Atualizado: 5 de dez. de 2023

-ELIZABETH HARKOT DE LA TAILLE-


Todos temos preconceitos, mas nem todos discriminamos [1]. O Museo Memoria y Tolerancia é único no planeta. Situado na cidade do México, propõe-se a “[d]ifundir a importância da tolerância, da não violência, da memória e dos Direitos Humanos”, por meio de exposições permanentes e temporárias que sensibilizam, promovem conscientização e almejam levar à reflexão e à ação social. Contém uma seção “Memória”, dedicada aos genocídios do século XX (conforme a definição da Convenção para a Prevenção e Repressão do Crime de Genocídio, de 1948), outra chamada “Tolerância”, abarcando temas como diálogo, discriminação, Direitos Humanos, poder dos meios de comunicação, realidades intoleráveis, atos que inspiram etc., um setor educativo interativo para crianças e a seção temporária atual, sobre as pessoas com deficiência, face a seus muitos desafios.
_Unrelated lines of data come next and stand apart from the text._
use crate::api::AnswerSource;
use crate::controller::{exchange, ChatController, ExchangeState};
use crate::log_view::LogView;
use crate::models::ChatMessage;
use crate::status_indicator::StatusIndicator;
use crate::transcript::TranscriptEvent;
use log::{debug, warn};
use std::sync::Arc;
use tokio::sync::{broadcast, Mutex};

#[derive(Debug, Clone, Copy, PartialEq, Eq)]
pub enum AppScreen {
    Chat,
    QuitConfirm,
    Quit,
}

pub struct App {
    pub screen: AppScreen,
    pub controller: Arc<Mutex<ChatController>>,
    pub source: Arc<dyn AnswerSource>,
    pub endpoint: String,
    /// Rendering copy of the transcript, kept current from transcript events.
    pub messages: Vec<ChatMessage>,
    pub exchange_state: ExchangeState,
    pub in_flight: usize,
    pub last_error: Option<String>,
    pub input: String,
    pub input_history: Vec<String>,
    pub history_index: Option<usize>,
    pub history_limit: usize,
    pub chat_scroll: u16,
    pub follow_tail: bool,
    pub show_logs: bool,
    pub logs: LogView,
    pub status_indicator: StatusIndicator,
    events: broadcast::Receiver<TranscriptEvent>,
}

impl App {
    pub fn new(source: Arc<dyn AnswerSource>, endpoint: String, history_limit: usize) -> App {
        let controller = ChatController::new();
        let events = controller.subscribe();

        App {
            screen: AppScreen::Chat,
            controller: Arc::new(Mutex::new(controller)),
            source,
            endpoint,
            messages: Vec::new(),
            exchange_state: ExchangeState::Idle,
            in_flight: 0,
            last_error: None,
            input: String::new(),
            input_history: Vec::new(),
            history_index: None,
            history_limit,
            chat_scroll: 0,
            follow_tail: true,
            show_logs: false,
            logs: LogView::new(),
            status_indicator: StatusIndicator::new(),
            events,
        }
    }

    /// Sends the current input, if any, and clears it.
    pub fn submit_input(&mut self) {
        let text = std::mem::take(&mut self.input);
        self.history_index = None;
        if text.trim().is_empty() {
            return;
        }

        self.remember(&text);
        self.logs.add(format!("Asking: {}", text));
        self.follow_tail = true;

        let controller = self.controller.clone();
        let source = self.source.clone();
        tokio::spawn(exchange(controller, source, text));
    }

    fn remember(&mut self, text: &str) {
        if self.input_history.last().map(String::as_str) != Some(text) {
            self.input_history.push(text.to_string());
        }
        if self.input_history.len() > self.history_limit {
            let excess = self.input_history.len() - self.history_limit;
            self.input_history.drain(..excess);
        }
    }

    pub fn history_prev(&mut self) {
        if self.input_history.is_empty() {
            return;
        }
        let idx = match self.history_index {
            None => self.input_history.len() - 1,
            Some(0) => 0,
            Some(i) => i - 1,
        };
        self.history_index = Some(idx);
        self.input = self.input_history[idx].clone();
    }

    pub fn history_next(&mut self) {
        match self.history_index {
            Some(i) if i + 1 < self.input_history.len() => {
                self.history_index = Some(i + 1);
                self.input = self.input_history[i + 1].clone();
            }
            Some(_) => {
                self.history_index = None;
                self.input.clear();
            }
            None => {}
        }
    }

    pub fn scroll_up(&mut self) {
        self.follow_tail = false;
        self.chat_scroll = self.chat_scroll.saturating_sub(5);
    }

    pub fn scroll_down(&mut self) {
        self.chat_scroll = self.chat_scroll.saturating_add(5);
    }

    /// Pulls transcript events and controller state into the render copy.
    pub async fn sync(&mut self) {
        loop {
            match self.events.try_recv() {
                Ok(TranscriptEvent::Appended(message)) => self.on_appended(message),
                Err(broadcast::error::TryRecvError::Lagged(skipped)) => {
                    debug!("Transcript events lagged by {}, resyncing", skipped);
                    // Appends need this lock, so the fresh receiver starts
                    // exactly where the copied transcript ends.
                    let guard = self.controller.lock().await;
                    self.messages = guard.messages().to_vec();
                    self.events = self.events.resubscribe();
                    drop(guard);
                    self.follow_tail = true;
                    break;
                }
                Err(_) => break,
            }
        }

        let guard = self.controller.lock().await;
        self.exchange_state = guard.state();
        self.in_flight = guard.in_flight();
        let error = guard.last_error().map(str::to_string);
        drop(guard);

        if let Some(e) = &error {
            if self.last_error.as_ref() != Some(e) {
                warn!("Showing exchange error: {}", e);
                self.logs.add(format!("Request failed: {}", e));
            }
        }
        self.last_error = error;
        self.update_status();
    }

    fn on_appended(&mut self, message: ChatMessage) {
        if !message.is_from_user() {
            self.logs.add(format!("Answer {} received", message.id()));
        }
        self.messages.push(message);
        self.follow_tail = true;
    }

    fn update_status(&mut self) {
        match self.exchange_state {
            ExchangeState::AwaitingResponse => {
                self.status_indicator.set_thinking(true);
                self.status_indicator
                    .set_status(format!("Waiting for answer ({} in flight)...", self.in_flight));
            }
            ExchangeState::Idle => {
                self.status_indicator.set_thinking(false);
                match &self.last_error {
                    Some(e) => self.status_indicator.set_status(format!("⚠ {}", e)),
                    None => self.status_indicator.clear_status(),
                }
            }
        }
    }
}
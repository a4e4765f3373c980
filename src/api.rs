use crate::{
    config::Config,
    errors::{ChatError, ChatResult},
    logging::log_api_call,
    models::{AnswerResponse, ApiCallLog},
};
use async_trait::async_trait;
use chrono::Utc;
use log::{debug, warn};
use reqwest::Client;
use std::time::{Duration, Instant};

/// Anything that can turn a user message into an answer.
#[async_trait]
pub trait AnswerSource: Send + Sync {
    async fn send(&self, message: &str) -> ChatResult<AnswerResponse>;
}

/// HTTP client for the question-answering endpoint.
#[derive(Debug, Clone)]
pub struct AnswerClient {
    client: Client,
    base_url: String,
}

impl AnswerClient {
    pub fn new(base_url: impl Into<String>) -> Self {
        Self {
            client: Client::new(),
            base_url: base_url.into(),
        }
    }

    pub fn from_config(config: &Config) -> ChatResult<Self> {
        let mut builder = Client::builder();
        if let Some(secs) = config.request_timeout_secs {
            builder = builder.timeout(Duration::from_secs(secs));
        }
        let client = builder
            .build()
            .map_err(|e| ChatError::transport(format!("Failed to build HTTP client: {}", e)))?;

        Ok(Self {
            client,
            base_url: config.base_url.clone(),
        })
    }

    pub fn base_url(&self) -> &str {
        &self.base_url
    }

    /// The message is appended to the base path as-is; percent-encoding is
    /// left to the URL parser.
    pub fn answer_url(&self, message: &str) -> String {
        format!("{}{}", self.base_url, message)
    }

    async fn fetch(&self, url: &str) -> ChatResult<(u16, AnswerResponse)> {
        let response = self
            .client
            .get(url)
            .send()
            .await
            .map_err(|e| ChatError::transport(format!("Request failed: {}", e)))?;

        let status = response.status();
        if !status.is_success() {
            let body = response.text().await.unwrap_or_default();
            return Err(ChatError::Status {
                status: status.as_u16(),
                body,
            });
        }

        let bytes = response
            .bytes()
            .await
            .map_err(|e| ChatError::transport(format!("Failed to read response body: {}", e)))?;

        let answer = serde_json::from_slice::<AnswerResponse>(&bytes)
            .map_err(|e| ChatError::decode(format!("Failed to parse answer: {}", e)))?;

        Ok((status.as_u16(), answer))
    }
}

#[async_trait]
impl AnswerSource for AnswerClient {
    async fn send(&self, message: &str) -> ChatResult<AnswerResponse> {
        let url = self.answer_url(message);
        debug!("GET {}", url);

        let started = Instant::now();
        let result = self.fetch(&url).await;

        let response_status = match &result {
            Ok((status, _)) => *status,
            Err(ChatError::Status { status, .. }) => *status,
            Err(_) => 0,
        };
        log_api_call(&ApiCallLog {
            timestamp: Utc::now(),
            endpoint: url,
            request_summary: format!("GET {} chars", message.chars().count()),
            response_status,
            response_time_ms: started.elapsed().as_millis(),
        });

        result.map(|(_, answer)| answer).map_err(|e| {
            warn!("Answer request failed: {}", e);
            e
        })
    }
}

#[cfg(test)]
mod tests {
    use super::*;
    use serde_json::json;
    use wiremock::{
        matchers::{method, path},
        Mock, MockServer, ResponseTemplate,
    };

    fn client_for(server: &MockServer) -> AnswerClient {
        AnswerClient::new(format!("{}/answer/", server.uri()))
    }

    #[test]
    fn test_answer_url_appends_raw_message() {
        let client = AnswerClient::new("http://bot.local:8060/answer/");
        assert_eq!(
            client.answer_url("Hello there"),
            "http://bot.local:8060/answer/Hello there"
        );
    }

    #[tokio::test]
    async fn test_send_success() {
        let mock_server = MockServer::start().await;

        Mock::given(method("GET"))
            .and(path("/answer/Hello"))
            .respond_with(ResponseTemplate::new(200).set_body_json(json!({
                "id": "x1",
                "choices": [{"text": " \"Hi there!\" "}]
            })))
            .expect(1)
            .mount(&mock_server)
            .await;

        let client = client_for(&mock_server);
        let response = client.send("Hello").await.unwrap();

        assert_eq!(response.id, "x1");
        assert_eq!(response.first_answer().as_deref(), Some("Hi there!"));
    }

    #[tokio::test]
    async fn test_send_percent_encodes_spaces_in_path() {
        let mock_server = MockServer::start().await;

        Mock::given(method("GET"))
            .and(path("/answer/Hello%20there"))
            .respond_with(ResponseTemplate::new(200).set_body_json(json!({
                "id": "x2",
                "choices": [{"text": "General Kenobi"}]
            })))
            .expect(1)
            .mount(&mock_server)
            .await;

        let client = client_for(&mock_server);
        let response = client.send("Hello there").await.unwrap();
        assert_eq!(response.id, "x2");
    }

    #[tokio::test]
    async fn test_send_empty_choices_is_ok() {
        let mock_server = MockServer::start().await;

        Mock::given(method("GET"))
            .and(path("/answer/anything"))
            .respond_with(
                ResponseTemplate::new(200).set_body_json(json!({ "id": "x3", "choices": [] })),
            )
            .mount(&mock_server)
            .await;

        let client = client_for(&mock_server);
        let response = client.send("anything").await.unwrap();
        assert!(response.choices.is_empty());
        assert_eq!(response.first_answer(), None);
    }

    #[tokio::test]
    async fn test_send_non_success_status_is_transport_error() {
        let mock_server = MockServer::start().await;

        Mock::given(method("GET"))
            .and(path("/answer/boom"))
            .respond_with(ResponseTemplate::new(500).set_body_string("internal error"))
            .mount(&mock_server)
            .await;

        let client = client_for(&mock_server);
        let err = client.send("boom").await.unwrap_err();

        assert!(err.is_transport());
        match err {
            ChatError::Status { status, body } => {
                assert_eq!(status, 500);
                assert_eq!(body, "internal error");
            }
            other => panic!("unexpected error: {:?}", other),
        }
    }

    #[tokio::test]
    async fn test_send_malformed_json_is_decode_error() {
        let mock_server = MockServer::start().await;

        Mock::given(method("GET"))
            .and(path("/answer/garbled"))
            .respond_with(ResponseTemplate::new(200).set_body_string("{\"id\": 7"))
            .mount(&mock_server)
            .await;

        let client = client_for(&mock_server);
        let err = client.send("garbled").await.unwrap_err();
        assert!(err.is_decode());
    }

    #[tokio::test]
    async fn test_send_schema_mismatch_is_decode_error() {
        let mock_server = MockServer::start().await;

        Mock::given(method("GET"))
            .and(path("/answer/legacy"))
            .respond_with(ResponseTemplate::new(200).set_body_json(json!({ "text": "old shape" })))
            .mount(&mock_server)
            .await;

        let client = client_for(&mock_server);
        let err = client.send("legacy").await.unwrap_err();
        assert!(err.is_decode());
    }

    #[tokio::test]
    async fn test_send_connection_refused_is_transport_error() {
        // Grab a free port, then release it so nothing is listening there.
        let listener = std::net::TcpListener::bind("127.0.0.1:0").unwrap();
        let port = listener.local_addr().unwrap().port();
        drop(listener);

        let client = AnswerClient::new(format!("http://127.0.0.1:{}/answer/", port));
        let err = client.send("Hello").await.unwrap_err();
        assert!(matches!(err, ChatError::Transport(_)));
    }

    #[tokio::test]
    async fn test_timeout_from_config() {
        let mock_server = MockServer::start().await;

        Mock::given(method("GET"))
            .and(path("/answer/slow"))
            .respond_with(
                ResponseTemplate::new(200)
                    .set_body_json(json!({ "id": "x4", "choices": [] }))
                    .set_delay(Duration::from_secs(3)),
            )
            .mount(&mock_server)
            .await;

        let config = Config {
            base_url: format!("{}/answer/", mock_server.uri()),
            request_timeout_secs: Some(1),
            ..Config::default()
        };
        let client = AnswerClient::from_config(&config).unwrap();
        let err = client.send("slow").await.unwrap_err();
        assert!(err.is_transport());
    }
}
Meu objetivo, todavia, não é contar sobre esse extraordinário museu, que você pode conhecer um pouco pelos links citados e deles seguir a outros. Será uma excelente experiência, garanto. Hoje, concentro-me na insígnia empregada como título e em ideias suscitadas pelo texto de Rui Vianna, publicado aqui mesmo, há alguns dias. Em Conta bancária celestial (Heavenly bank account), o autor resgata a canção homônima de Frank Zappa, cuja letra discorre sobre um pastor milionário, super astro da TV, e critica as relações entre religião, poder político e econômico, principalmente o uso da primeira como meio de obtenção dos dois últimos. E partindo de Zappa, Rui Vianna reflete acerca do contexto brasileiro atual.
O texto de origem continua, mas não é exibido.